Children under 18 months should receive
a pint and a half of milk a day, except, of course, while they are being fed by
their mothers. From 18 months onward they should get a pint a day. The main foods of children over five years
old are milk, bread, porridge (of oatmeal, barley flour, or ground maize and
oatmeal mixed), oatcake, puddings, eggs, butter or margarine, dripping, meat,
bacon fat, fish, fresh vegetables and fruit.

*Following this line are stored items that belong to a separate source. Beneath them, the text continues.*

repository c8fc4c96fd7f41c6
//! # Scribe Infrastructure
//!
//! Concrete implementations of the ports defined in `scribe-core`.
//!
//! ## Feature Flags
//!
//! - `full` (default) - All features enabled
//! - `minimal` - No external dependencies, in-memory only
//! - `postgres` - PostgreSQL repositories via SeaORM
//! - `auth` - JWT bearer token verification

pub mod database;

#[cfg(feature = "auth")]
pub mod auth;

pub use database::{DatabaseConfig, InMemoryRepository};

#[cfg(feature = "postgres")]
pub use database::DatabaseConnections;

#[cfg(feature = "auth")]
pub use auth::{JwtConfig, JwtTokenService};
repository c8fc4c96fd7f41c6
//! Authentication implementations.

mod jwt;

pub use jwt::{JwtConfig, JwtTokenService};
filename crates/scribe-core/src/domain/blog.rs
use std::fmt;

use chrono::{DateTime, Utc};
use serde::{Deserialize, Serialize};
use uuid::Uuid;

use crate::query::{FieldValue, Record};

/// Blog entity - a collection of posts owned by exactly one author.
#[derive(Debug, Clone, PartialEq, Serialize, Deserialize)]
pub struct Blog {
    pub id: Uuid,
    pub author_id: Uuid,
    pub title: String,
    pub description: Option<String>,
    pub created_at: DateTime<Utc>,
    pub updated_at: DateTime<Utc>,
    pub deleted_at: Option<DateTime<Utc>>,
}

impl Blog {
    /// Create a new blog owned by `author_id`.
    pub fn new(author_id: Uuid, title: String, description: Option<String>) -> Self {
        let now = Utc::now();
        Self {
            id: Uuid::new_v4(),
            author_id,
            title,
            description,
            created_at: now,
            updated_at: now,
            deleted_at: None,
        }
    }
}

#[derive(Debug, Clone, Copy, PartialEq, Eq, Hash)]
pub enum BlogField {
    Id,
    AuthorId,
    Title,
    Description,
    CreatedAt,
    UpdatedAt,
}

impl fmt::Display for BlogField {
    fn fmt(&self, f: &mut fmt::Formatter<'_>) -> fmt::Result {
        f.write_str(match self {
            BlogField::Id => "id",
            BlogField::AuthorId => "author_id",
            BlogField::Title => "title",
            BlogField::Description => "description",
            BlogField::CreatedAt => "created_at",
            BlogField::UpdatedAt => "updated_at",
        })
    }
}

impl Record for Blog {
    type Field = BlogField;

    const ENTITY: &'static str = "Blog";
    const ID: BlogField = BlogField::Id;
    const CREATED_AT: BlogField = BlogField::CreatedAt;

    fn id(&self) -> Uuid {
        self.id
    }

    fn field(&self, field: BlogField) -> FieldValue {
        match field {
            BlogField::Id => FieldValue::Uuid(self.id),
            BlogField::AuthorId => FieldValue::Uuid(self.author_id),
            BlogField::Title => FieldValue::Text(self.title.clone()),
            BlogField::Description => self.description.clone().into(),
            BlogField::CreatedAt => FieldValue::Timestamp(self.created_at),
            BlogField::UpdatedAt => FieldValue::Timestamp(self.updated_at),
        }
    }

    fn deleted_at(&self) -> Option<DateTime<Utc>> {
        self.deleted_at
    }

    fn set_deleted_at(&mut self, at: Option<DateTime<Utc>>) {
        self.deleted_at = at;
    }

    fn touch(&mut self) {
        self.updated_at = Utc::now();
    }
}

The most likely foodstuff to be short
is the fat, supplied in milk, butter, margarine, dripping, suet puddings and
bacon; children should get a fair amount of some of these daily. Margarine
should be given with bread in preference to syrup or jam. Bacon should be fried with bread or potatoes
to take up the fat, or a good deal of it will be left in the frying pan or the
dish.
A
little fruit, fruit juice or well-cooked fresh vegetables must be provided.
Three meals a day are enough for
healthy children, with a slice of bread and butter and some milk at bedtime.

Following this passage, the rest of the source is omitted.